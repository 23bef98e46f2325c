//! Structural functions of interest and their values.
//!
//! `classify` turns a model-layer [`Function`] into a native evaluator plus
//! the [`FunctionTag`] that drives the adjoint.  Values are pure functions of
//! the bar network and the state; the hand-coded derivatives live in
//! `gradients.rs`.

use crate::model::Function;
use crate::structure::{dot, BarNetwork};
use crate::types::{FieldLayout, FunctionTag, ParticipantOptions};
use tracing::warn;

/// Function option key overriding the KS aggregation weight.
pub const KS_WEIGHT_OPTION: &str = "ksweight";

/// Function option key overriding the average-temperature volume.
pub const VOLUME_OPTION: &str = "volume";

// ─────────────────────────────────────────────────────────────
//  Evaluators
// ─────────────────────────────────────────────────────────────

#[derive(Debug, Clone, Copy, PartialEq)]
pub enum StructuralFunction {
    /// KS aggregate of the bar failure measures.
    KsFailure { ks_weight: f64 },
    /// Σ k |Δu|²
    Compliance,
    /// Σ ρ t w L
    Mass,
    /// Σ t w L T̄ / volume
    AverageTemperature { volume: f64 },
    /// Heat conducted into the fixed boundary.
    HeatFlux,
}

impl StructuralFunction {
    pub fn name(&self) -> &'static str {
        match self {
            Self::KsFailure { .. } => "ksfailure",
            Self::Compliance => "compliance",
            Self::Mass => "mass",
            Self::AverageTemperature { .. } => "temperature",
            Self::HeatFlux => "heatflux",
        }
    }
}

/// Map a model function onto an evaluator and tag.
///
/// Non-structural functions get a placeholder mass evaluator.  Temperature
/// functions are only recognised when the layout carries a temperature
/// field; anything unrecognised falls back to mass.
pub fn classify(
    func: &Function,
    layout: FieldLayout,
    options: &ParticipantOptions,
) -> (StructuralFunction, FunctionTag) {
    if !func.is_structural() {
        return (StructuralFunction::Mass, FunctionTag::NonStructural);
    }

    let name = func.name.to_lowercase();
    let evaluator = match name.as_str() {
        "ksfailure" => Some(StructuralFunction::KsFailure {
            ks_weight: func
                .option(KS_WEIGHT_OPTION)
                .unwrap_or(options.default_ks_weight),
        }),
        "compliance" => Some(StructuralFunction::Compliance),
        "mass" => Some(StructuralFunction::Mass),
        "temperature" if layout.has_temperature => Some(StructuralFunction::AverageTemperature {
            volume: func
                .option(VOLUME_OPTION)
                .unwrap_or(options.average_temperature_volume),
        }),
        "heatflux" if layout.has_temperature => Some(StructuralFunction::HeatFlux),
        _ => None,
    };

    match evaluator {
        Some(StructuralFunction::Mass) => (StructuralFunction::Mass, FunctionTag::StructuralDirect),
        Some(evaluator) => (evaluator, FunctionTag::StructuralWithAdjoint),
        None => {
            warn!(function = %func.name, "unrecognised structural function, evaluating mass instead");
            (StructuralFunction::Mass, FunctionTag::StructuralDirect)
        }
    }
}

// ─────────────────────────────────────────────────────────────
//  KS aggregation
// ─────────────────────────────────────────────────────────────

/// KS(v) = m + ln Σ exp(ρ(v_i − m)) / ρ  with m = max(v).
pub fn ks_aggregate(values: &[f64], rho: f64) -> f64 {
    if values.is_empty() {
        return 0.0;
    }
    let m = values.iter().copied().fold(f64::NEG_INFINITY, f64::max);
    let sum: f64 = values.iter().map(|&v| (rho * (v - m)).exp()).sum();
    m + sum.ln() / rho
}

/// ∂KS/∂v_i = exp(ρ(v_i − m)) / Σ exp(ρ(v_j − m))
pub fn softmax_weights(values: &[f64], rho: f64) -> Vec<f64> {
    let m = values.iter().copied().fold(f64::NEG_INFINITY, f64::max);
    let exps: Vec<f64> = values.iter().map(|&v| (rho * (v - m)).exp()).collect();
    let sum: f64 = exps.iter().sum();
    exps.into_iter().map(|e| e / sum).collect()
}

/// Per-bar failure measure E²(|Δu|²/L² + (α θ̄)²) / σ_allow².
pub fn failure_measures(net: &BarNetwork, state: &[f64]) -> Vec<f64> {
    let mat = net.material();
    let scale = (mat.elastic_modulus / mat.allowable_stress).powi(2);
    net.bars()
        .iter()
        .map(|bar| {
            let geo = net.geometry(bar);
            let du = net.displacement_jump(state, bar);
            let strain_sq = dot(&du, &du) / (geo.length * geo.length);
            let thermal = mat.thermal_expansion * net.mean_temperature_rise(state, bar);
            scale * (strain_sq + thermal * thermal)
        })
        .collect()
}

// ─────────────────────────────────────────────────────────────
//  Values
// ─────────────────────────────────────────────────────────────

pub fn evaluate(net: &BarNetwork, func: &StructuralFunction, state: &[f64]) -> f64 {
    match *func {
        StructuralFunction::KsFailure { ks_weight } => {
            ks_aggregate(&failure_measures(net, state), ks_weight)
        }
        StructuralFunction::Compliance => compliance(net, state),
        StructuralFunction::Mass => mass(net),
        StructuralFunction::AverageTemperature { volume } => {
            average_temperature(net, state, volume)
        }
        StructuralFunction::HeatFlux => heat_flux(net, state),
    }
}

fn mass(net: &BarNetwork) -> f64 {
    let mat = net.material();
    net.bars()
        .iter()
        .map(|bar| mat.density * net.thickness_of(bar) * mat.section_width * net.geometry(bar).length)
        .sum()
}

fn compliance(net: &BarNetwork, state: &[f64]) -> f64 {
    if !net.layout().has_displacements() {
        return 0.0;
    }
    net.bars()
        .iter()
        .map(|bar| {
            let geo = net.geometry(bar);
            let du = net.displacement_jump(state, bar);
            net.stiffness(bar, &geo) * dot(&du, &du)
        })
        .sum()
}

fn average_temperature(net: &BarNetwork, state: &[f64], volume: f64) -> f64 {
    let width = net.material().section_width;
    let weighted: f64 = net
        .bars()
        .iter()
        .map(|bar| {
            net.thickness_of(bar) * width * net.geometry(bar).length
                * net.mean_temperature(state, bar)
        })
        .sum();
    weighted / volume
}

/// Bars with exactly one fixed end as `(bar, free node, fixed node)`.
pub(crate) fn boundary_bars(net: &BarNetwork) -> impl Iterator<Item = (usize, usize, usize)> + '_ {
    net.bars().iter().enumerate().filter_map(|(k, bar)| {
        match (net.is_fixed(bar.start), net.is_fixed(bar.end)) {
            (true, false) => Some((k, bar.end, bar.start)),
            (false, true) => Some((k, bar.start, bar.end)),
            _ => None,
        }
    })
}

fn heat_flux(net: &BarNetwork, state: &[f64]) -> f64 {
    if !net.layout().has_temperature {
        return 0.0;
    }
    boundary_bars(net)
        .map(|(k, free, fixed)| {
            let bar = &net.bars()[k];
            let c = net.conductance(bar, &net.geometry(bar));
            c * (net.temperature(state, free) - net.temperature(state, fixed))
        })
        .sum()
}
//! Boundary to the finite-element library that owns element physics.
//!
//! The participant orchestrates assembly, factorization and solves through
//! this trait but never looks inside an element.  [`crate::structure`]
//! provides a bar-network implementation.

use crate::functions::StructuralFunction;
use crate::types::Result;
use sprs::CsMat;

pub trait StructuralAssembler {
    fn num_nodes(&self) -> usize;

    /// State entries per node.
    fn vars_per_node(&self) -> usize;

    fn num_design_vars(&self) -> usize;

    fn num_state_vars(&self) -> usize {
        self.num_nodes() * self.vars_per_node()
    }

    /// Node coordinates, 3 per node.
    fn nodes(&self) -> &[f64];

    fn set_nodes(&mut self, coords: &[f64]) -> Result<()>;

    /// Temperature held at Dirichlet nodes and published before any solve.
    fn reference_temperature(&self) -> f64;

    fn design_vars(&self) -> &[f64];

    fn set_design_vars(&mut self, x: &[f64]) -> Result<()>;

    /// Internal residual R(state) without external loads or fluxes.
    fn assemble_residual(&self, state: &[f64]) -> Vec<f64>;

    /// ∂R/∂state (or its transpose) with Dirichlet rows and columns replaced
    /// by the identity.
    fn assemble_jacobian(&self, transpose: bool) -> CsMat<f64>;

    /// Zero `vec` at every Dirichlet dof.
    fn apply_bcs(&self, vec: &mut [f64]);

    /// Write the prescribed Dirichlet values into `state`.
    fn set_bcs(&self, state: &mut [f64]);

    fn eval_functions(&self, funcs: &[StructuralFunction], state: &[f64]) -> Vec<f64>;

    /// `out += ∂f/∂state`
    fn add_sv_sens(&self, func: &StructuralFunction, state: &[f64], out: &mut [f64]);

    /// `out += ∂f/∂x`
    fn add_dv_sens(&self, func: &StructuralFunction, state: &[f64], out: &mut [f64]);

    /// `out += ∂f/∂X`
    fn add_xpt_sens(&self, func: &StructuralFunction, state: &[f64], out: &mut [f64]);

    /// `out += ψᵀ ∂R/∂x`
    fn add_adjoint_res_product(&self, psi: &[f64], state: &[f64], out: &mut [f64]);

    /// `out += ψᵀ ∂R/∂X`
    fn add_adjoint_res_xpt_sens_product(&self, psi: &[f64], state: &[f64], out: &mut [f64]);
}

━━━━━━━━

Which lines above run from the one containing "and their values." to the one containing "pub const VOLUME_OPTION: &str"? Give them again exactly, both ends included.

//! Structural functions of interest and their values.
//!
//! `classify` turns a model-layer [`Function`] into a native evaluator plus
//! the [`FunctionTag`] that drives the adjoint.  Values are pure functions of
//! the bar network and the state; the hand-coded derivatives live in
//! `gradients.rs`.

use crate::model::Function;
use crate::structure::{dot, BarNetwork};
use crate::types::{FieldLayout, FunctionTag, ParticipantOptions};
use tracing::warn;

/// Function option key overriding the KS aggregation weight.
pub const KS_WEIGHT_OPTION: &str = "ksweight";

/// Function option key overriding the average-temperature volume.
pub const VOLUME_OPTION: &str = "volume";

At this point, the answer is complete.